Sir Golden Lucky - No Ha Je -back Bitter- -
The first unit is the most accessible. “Sir” implies a British or colonial honorific, often used ironically to elevate a common noun. “Golden Lucky” is redundant yet pleasant—golden being a color of wealth and enlightenment, lucky being a state of chance-based fortune.
In Cantonese and Mandarin cultures, “Golden Luck” (金運, Jīn yùn in Mandarin; Gam wan in Cantonese) is a common concept in feng shui and New Year blessings. Adding “Sir” Westernizes it, creating a character: Sir Golden Lucky could be a folk hero, a gambling mascot, or a nickname for a flamboyant, successful businessman in a Hong Kong cinema comedy.
Visualizing “Sir Golden Lucky,” one imagines a man in a gold lamé suit, holding a winning lottery ticket and a brass monkey statue. He is absurd, enviable, and slightly kitschy.
(Tempo: Vivo ossessivo, like a tarantella on a broken ankle — 140) Sir Golden Lucky - No Ha Je -Back Bitter-
The title is a chant. A nonsense syllable. A spell. No Ha Je — three knocks on wood, three beats of a heart, three steps back in a labyrinth.
Form: A round for three voices — but only one voice sings, the other two are shadows on a delay pedal. The piano becomes prepared: screws and erasers between the strings, creating a metallic, percussive rattle. The rhythm is 7/8 — counted: No (1) Ha (2) Je (3-4) No (5) Ha (6) Je (7).

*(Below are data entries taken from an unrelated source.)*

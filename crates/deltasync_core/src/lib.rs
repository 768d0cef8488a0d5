//! # deltasync core
//!
//! Records, schemas and the record store adapter for deltasync.
//!
//! This crate provides:
//! - [`Record`] with its sync metadata (revision, dirty, deleted)
//! - [`SchemaRegistry`] for the record types that participate in sync
//! - The [`RecordStore`] adapter trait and [`MemoryRecordStore`]
//! - [`LocalMutations`] for application writes that keep sync metadata right
//! - Logical deletion helpers in [`deletion`]
//!
//! ## Invariants
//!
//! - A record's revision strictly increases with every local mutation
//! - `dirty == false` implies no unsynced local change exists
//! - Tombstones are excluded from live scans but still sync

#![deny(unsafe_code)]
#![warn(missing_docs)]

pub mod deletion;
mod error;
mod id;
mod memory;
mod record;
mod schema;
mod store;
mod types;

pub use deltasync_codec::{FieldKind, Fields, Value};
pub use error::{CoreError, CoreResult};
pub use id::RecordId;
pub use memory::MemoryRecordStore;
pub use record::{changed_fields, Record};
pub use schema::{FieldDef, RecordSchema, SchemaRegistry};
pub use store::{LocalMutations, RecordStore, Visibility};
pub use types::{now_millis, RecordKey, RecordType, Revision};
//! Protocol error types.

use deltasync_codec::CodecError;
use thiserror::Error;

/// Result type for protocol operations.
pub type ProtocolResult<T> = Result<T, ProtocolError>;

/// Errors that can occur while handling protocol messages.
#[derive(Debug, Error)]
pub enum ProtocolError {
    /// Message could not be encoded or decoded.
    #[error("codec error: {0}")]
    Codec(#[from] CodecError),

    /// A different message type arrived than the exchange expects.
    #[error("unexpected message: expected {expected}, found type {found}")]
    UnexpectedMessage {
        /// Expected message name.
        expected: &'static str,
        /// Type code that arrived.
        found: u8,
    },

    /// The remote answered with an error message.
    #[error("remote error {code}: {message}")]
    Remote {
        /// Error code.
        code: u16,
        /// Error message.
        message: String,
    },
}
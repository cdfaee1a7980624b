use crate::traits::{Embedder, VectorIndex};
use crate::{RetrievedChunk, SearchError};
use tracing::debug;

/// Embeds a query with the indexing embedder and asks the index for the
/// nearest chunks.
pub struct Retriever<'a, E: ?Sized, V: ?Sized> {
    embedder: &'a E,
    index: &'a V,
}

impl<'a, E, V> Retriever<'a, E, V>
where
    E: Embedder + ?Sized,
    V: VectorIndex + ?Sized,
{
    pub fn new(embedder: &'a E, index: &'a V) -> Self {
        Self { embedder, index }
    }

    pub async fn search(&self, query: &str, k: usize) -> Result<Vec<RetrievedChunk>, SearchError> {
        validate_request(query, k)?;

        let query_vector = self.embedder.embed(query).await?;
        let hits = self.index.search(&query_vector, k).await?;

        debug!(k, hits = hits.len(), "retrieved chunks");
        for (position, hit) in hits.iter().enumerate() {
            debug!(
                rank = position + 1,
                score = hit.score,
                preview = %preview(&hit.chunk.text, 100),
                "retrieved chunk"
            );
        }

        Ok(hits)
    }
}

pub fn validate_request(query: &str, k: usize) -> Result<(), SearchError> {
    if query.trim().is_empty() {
        return Err(SearchError::InvalidArgument("query is empty".to_string()));
    }
    if k == 0 {
        return Err(SearchError::InvalidArgument(
            "k must be at least 1".to_string(),
        ));
    }
    Ok(())
}

fn preview(text: &str, max_chars: usize) -> String {
    let mut preview: String = text.chars().take(max_chars).collect();
    if text.chars().count() > max_chars {
        preview.push_str("...");
    }
    preview
}
use crate::chunking::{build_chunks, ChunkingConfig};
use crate::extractor::{join_pages, LopdfExtractor, PdfExtractor};
use crate::orchestrator::RagContext;
use crate::traits::{Embedder, LanguageModel, VectorIndex};
use crate::{
    Chunk, ChunkMetadata, IndexEntry, IngestError, IngestionOptions, IngestionSummary, SkippedPdf,
};
use chrono::Utc;
use sha2::{Digest, Sha256};
use std::path::{Path, PathBuf};
use tracing::{info, warn};
use walkdir::WalkDir;

pub fn discover_pdf_files(folder: &Path) -> Vec<PathBuf> {
    let mut files = Vec::new();

    for entry in WalkDir::new(folder)
        .into_iter()
        .filter_map(|item| item.ok())
    {
        if !entry.file_type().is_file() {
            continue;
        }

        if is_pdf_name(entry.path()) {
            files.push(entry.path().to_path_buf());
        }
    }

    files.sort_unstable();
    files
}

fn is_pdf_name(path: &Path) -> bool {
    path.extension()
        .and_then(|ext| ext.to_str())
        .is_some_and(|ext| ext.eq_ignore_ascii_case("pdf"))
}

pub fn upload_source_id(bytes: &[u8]) -> String {
    let mut hasher = Sha256::new();
    hasher.update(bytes);
    format!("upload:sha256:{:x}", hasher.finalize())
}

/// Chunks that survived extraction plus the documents that did not.
struct Collected {
    chunks: Vec<Chunk>,
    documents_processed: usize,
    skipped_files: Vec<SkippedPdf>,
}

fn collect_chunks<X: PdfExtractor>(
    paths: &[PathBuf],
    extractor: &X,
    config: ChunkingConfig,
) -> Collected {
    let mut collected = Collected {
        chunks: Vec::new(),
        documents_processed: 0,
        skipped_files: Vec::new(),
    };

    for path in paths {
        let outcome = if is_pdf_name(path) {
            extractor.extract_text(path)
        } else {
            Err(IngestError::UnsupportedFormat(format!(
                "{} is not a .pdf file",
                path.display()
            )))
        };

        let metadata = ChunkMetadata {
            source: path.to_string_lossy().to_string(),
            original_filename: None,
        };

        match outcome.map(|text| build_chunks(&text, &metadata, config)) {
            Ok(chunks) if !chunks.is_empty() => {
                info!(path = %path.display(), chunks = chunks.len(), "loaded and chunked pdf");
                collected.documents_processed += 1;
                collected.chunks.extend(chunks);
            }
            Ok(_) => {
                warn!(path = %path.display(), "no extractable text");
                collected.skipped_files.push(SkippedPdf {
                    path: path.clone(),
                    reason: "no extractable text".to_string(),
                });
            }
            Err(error) => {
                warn!(path = %path.display(), error = %error, "skipped pdf");
                collected.skipped_files.push(SkippedPdf {
                    path: path.clone(),
                    reason: error.to_string(),
                });
            }
        }
    }

    collected
}

/// Embeds every chunk, then writes the whole batch with a single index call.
/// One embedding failure fails the batch and nothing is written.
pub async fn index_chunks<E, V>(embedder: &E, index: &V, chunks: Vec<Chunk>) -> Result<usize, IngestError>
where
    E: Embedder + ?Sized,
    V: VectorIndex + ?Sized,
{
    if chunks.is_empty() {
        return Ok(0);
    }

    let mut entries = Vec::with_capacity(chunks.len());
    for chunk in chunks {
        let vector = embedder.embed(&chunk.text).await?;
        entries.push(IndexEntry { vector, chunk });
    }

    index.add(&entries).await?;
    Ok(entries.len())
}

/// Extracts, chunks and indexes a batch of PDFs. Unreadable or empty
/// documents are skipped and reported; they never abort the batch.
pub async fn ingest_pdfs<E, M, V>(
    rag: &RagContext<E, M, V>,
    paths: &[PathBuf],
    options: IngestionOptions,
) -> Result<IngestionSummary, IngestError>
where
    E: Embedder,
    M: LanguageModel,
    V: VectorIndex,
{
    ingest_pdfs_with(rag, paths, options, &LopdfExtractor).await
}

/// Extraction is CPU-bound and runs on the blocking pool, off the async
/// worker threads.
pub async fn ingest_pdfs_with<E, M, V, X>(
    rag: &RagContext<E, M, V>,
    paths: &[PathBuf],
    options: IngestionOptions,
    extractor: &X,
) -> Result<IngestionSummary, IngestError>
where
    E: Embedder,
    M: LanguageModel,
    V: VectorIndex,
    X: PdfExtractor + Clone + Send + 'static,
{
    let config = ChunkingConfig::try_from(options)?;
    if paths.is_empty() {
        return Err(IngestError::InvalidArgument(
            "no pdf paths given".to_string(),
        ));
    }

    let owned_paths = paths.to_vec();
    let worker = extractor.clone();
    let collected =
        tokio::task::spawn_blocking(move || collect_chunks(&owned_paths, &worker, config))
            .await
            .map_err(|error| IngestError::Extraction(format!("extraction task failed: {error}")))?;
    let chunks_added = index_chunks(rag.embedder(), rag.index(), collected.chunks).await?;

    if chunks_added == 0 {
        warn!(documents = paths.len(), "no chunks were added");
    } else {
        info!(
            chunks = chunks_added,
            documents = collected.documents_processed,
            "added chunks to the vector store"
        );
    }

    Ok(IngestionSummary {
        documents_processed: collected.documents_processed,
        chunks_added,
        skipped_files: collected.skipped_files,
        completed_at: Utc::now(),
    })
}

pub async fn ingest_folder<E, M, V>(
    rag: &RagContext<E, M, V>,
    folder: &Path,
    options: IngestionOptions,
) -> Result<IngestionSummary, IngestError>
where
    E: Embedder,
    M: LanguageModel,
    V: VectorIndex,
{
    let files = discover_pdf_files(folder);

    if files.is_empty() {
        return Err(IngestError::InvalidArgument(format!(
            "no pdf files found in {}",
            folder.display()
        )));
    }

    ingest_pdfs(rag, &files, options).await
}

/// Ingests one uploaded PDF held in memory. Chunks keep `display_name` as
/// their original file name; the source is a digest of the bytes.
pub async fn ingest_upload<E, M, V>(
    rag: &RagContext<E, M, V>,
    bytes: &[u8],
    display_name: &str,
    options: IngestionOptions,
) -> Result<IngestionSummary, IngestError>
where
    E: Embedder,
    M: LanguageModel,
    V: VectorIndex,
{
    if !is_pdf_name(Path::new(display_name)) {
        return Err(IngestError::UnsupportedFormat(format!(
            "only PDF files are supported, got {display_name}"
        )));
    }
    let config = ChunkingConfig::try_from(options)?;

    let metadata = ChunkMetadata {
        source: upload_source_id(bytes),
        original_filename: Some(display_name.to_string()),
    };

    let owned = bytes.to_vec();
    let extracted = tokio::task::spawn_blocking(move || {
        LopdfExtractor
            .extract_pages_from_bytes(&owned)
            .map(|pages| build_chunks(&join_pages(&pages), &metadata, config))
    })
    .await
    .map_err(|error| IngestError::Extraction(format!("extraction task failed: {error}")))?;

    let (chunks, skipped_files) = match extracted {
        Ok(chunks) if !chunks.is_empty() => (chunks, Vec::new()),
        Ok(_) => (
            Vec::new(),
            vec![SkippedPdf {
                path: PathBuf::from(display_name),
                reason: "no extractable text".to_string(),
            }],
        ),
        Err(error) => (
            Vec::new(),
            vec![SkippedPdf {
                path: PathBuf::from(display_name),
                reason: error.to_string(),
            }],
        ),
    };

    for skipped in &skipped_files {
        warn!(file = display_name, reason = %skipped.reason, "skipped upload");
    }

    let chunks_added = index_chunks(rag.embedder(), rag.index(), chunks).await?;
    if chunks_added > 0 {
        info!(file = display_name, chunks = chunks_added, "processed upload");
    }

    Ok(IngestionSummary {
        documents_processed: usize::from(chunks_added > 0),
        chunks_added,
        skipped_files,
        completed_at: Utc::now(),
    })
}
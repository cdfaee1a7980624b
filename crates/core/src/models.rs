use crate::generation::PromptFormat;
use crate::store::DistanceMetric;
use chrono::{DateTime, Utc};
use serde::{Deserialize, Serialize};
use std::path::PathBuf;

#[derive(Debug, Clone, Serialize, Deserialize, PartialEq, Eq, Default)]
pub struct ChunkMetadata {
    pub source: String,
    #[serde(default, skip_serializing_if = "Option::is_none")]
    pub original_filename: Option<String>,
}

impl ChunkMetadata {
    /// Display name of the originating document: the upload name when known,
    /// otherwise the last path segment of the source.
    pub fn display_name(&self) -> String {
        if let Some(name) = &self.original_filename {
            return name.clone();
        }

        self.source
            .rsplit(['/', '\\'])
            .next()
            .unwrap_or_default()
            .to_string()
    }
}

#[derive(Debug, Clone, Serialize, Deserialize, PartialEq)]
pub struct Chunk {
    pub text: String,
    pub metadata: ChunkMetadata,
}

#[derive(Debug, Clone)]
pub struct IndexEntry {
    pub vector: Vec<f32>,
    pub chunk: Chunk,
}

#[derive(Debug, Clone, Serialize, Deserialize, PartialEq)]
pub struct RetrievedChunk {
    pub chunk: Chunk,
    pub score: f32,
    pub sequence: u64,
}

#[derive(Debug, Clone, Serialize, Deserialize, PartialEq)]
pub struct Answer {
    pub question: String,
    pub answer: String,
    pub sources: Vec<String>,
    #[serde(default, skip_serializing_if = "Option::is_none")]
    pub context_used: Option<String>,
}

#[derive(Debug, Clone, Serialize, Deserialize, PartialEq)]
pub struct SearchHit {
    pub rank: usize,
    pub snippet: String,
    pub source: String,
    pub original_filename: Option<String>,
    pub relevance: f64,
}

#[derive(Debug, Clone, Serialize, Deserialize, PartialEq, Eq, PartialOrd, Ord)]
pub struct IndexedFile {
    pub name: String,
    pub path: String,
}

#[derive(Debug, Clone, Serialize, Deserialize, PartialEq, Eq)]
pub enum StoreStatus {
    Ready,
    Error(String),
}

#[derive(Debug, Clone, Serialize, Deserialize, PartialEq, Eq)]
pub struct StoreStats {
    pub entry_count: Option<usize>,
    pub model_name: String,
    pub embedding_model: String,
    pub status: StoreStatus,
}

#[derive(Debug, Clone)]
pub struct SkippedPdf {
    pub path: PathBuf,
    pub reason: String,
}

#[derive(Debug, Clone)]
pub struct IngestionSummary {
    pub documents_processed: usize,
    pub chunks_added: usize,
    pub skipped_files: Vec<SkippedPdf>,
    pub completed_at: DateTime<Utc>,
}

impl IngestionSummary {
    pub fn documents_skipped(&self) -> usize {
        self.skipped_files.len()
    }
}

#[derive(Debug, Clone, Copy, PartialEq, Eq)]
pub struct IngestionOptions {
    pub chunk_size: usize,
    pub chunk_overlap: usize,
}

impl Default for IngestionOptions {
    fn default() -> Self {
        Self {
            chunk_size: 1_000,
            chunk_overlap: 200,
        }
    }
}

#[derive(Debug, Clone)]
pub struct RagSettings {
    pub ollama_url: String,
    pub model_name: String,
    pub embedding_model: String,
    pub persist_dir: PathBuf,
    pub collection: String,
    pub prompt_format: PromptFormat,
    pub metric: DistanceMetric,
    pub top_k: usize,
    pub search_k: usize,
}

impl Default for RagSettings {
    fn default() -> Self {
        Self {
            ollama_url: "http://localhost:11434".to_string(),
            model_name: "llama3.2:3b".to_string(),
            embedding_model: "nomic-embed-text".to_string(),
            persist_dir: PathBuf::from("./chroma_store"),
            collection: "rag_docs".to_string(),
            prompt_format: PromptFormat::Llama3Chat,
            metric: DistanceMetric::Cosine,
            top_k: 3,
            search_k: 10,
        }
    }
}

Insects join the orchestra. A music box (cracked) plays a descending scale in Dorian mode at half speed, out of phase. Halfway through, everything stops except a single snare drum roll that grows louder, then cuts. The first unit is the most accessible
In the silence, a whisper: "No Ha Je."
The movement resumes, reversed. The trumpet plays the gavotte melody from movement I upside down.
(Tempo: Maestoso ironico, dotted half = 60) (Tempo: Maestoso ironico, dotted half = 60) He
He enters on a hobby horse with tarnished reins. The melody is a gavotte played on the trumpet with a harmon mute—closed, then opened with a plunger, like a sneer. The left hand on the piano plucks the strings inside: a low Bb that wobbles and decays. He wears a crown of painted cardboard, and his medals are bottle caps. The key is B-flat minor, but every cadence lands on a bright, wrong F# major chord (the "lucky" slip). The rhythm hiccups: a courtly step, a stumble, a spin.
Lyric (spoken over the gavotte):
“Luck, sir, is a golden bell that rings before the fall.
I’ve counted every clover leaf and never breathed at all.”
The movement ends with a trill in the highest octave of the piano—a single, repeated note like a blinking cursor. Then silence.
Wear headphones. The low end contains sub-bass pulses that mimic a human heartbeat slowing down. Mixed in are the sounds of slot machines, weeping, and a single repeated piano key (C#) that gradually detunes. The final two minutes drop all music except for the sound of someone chewing bitter melon—uncomfortably close-miked.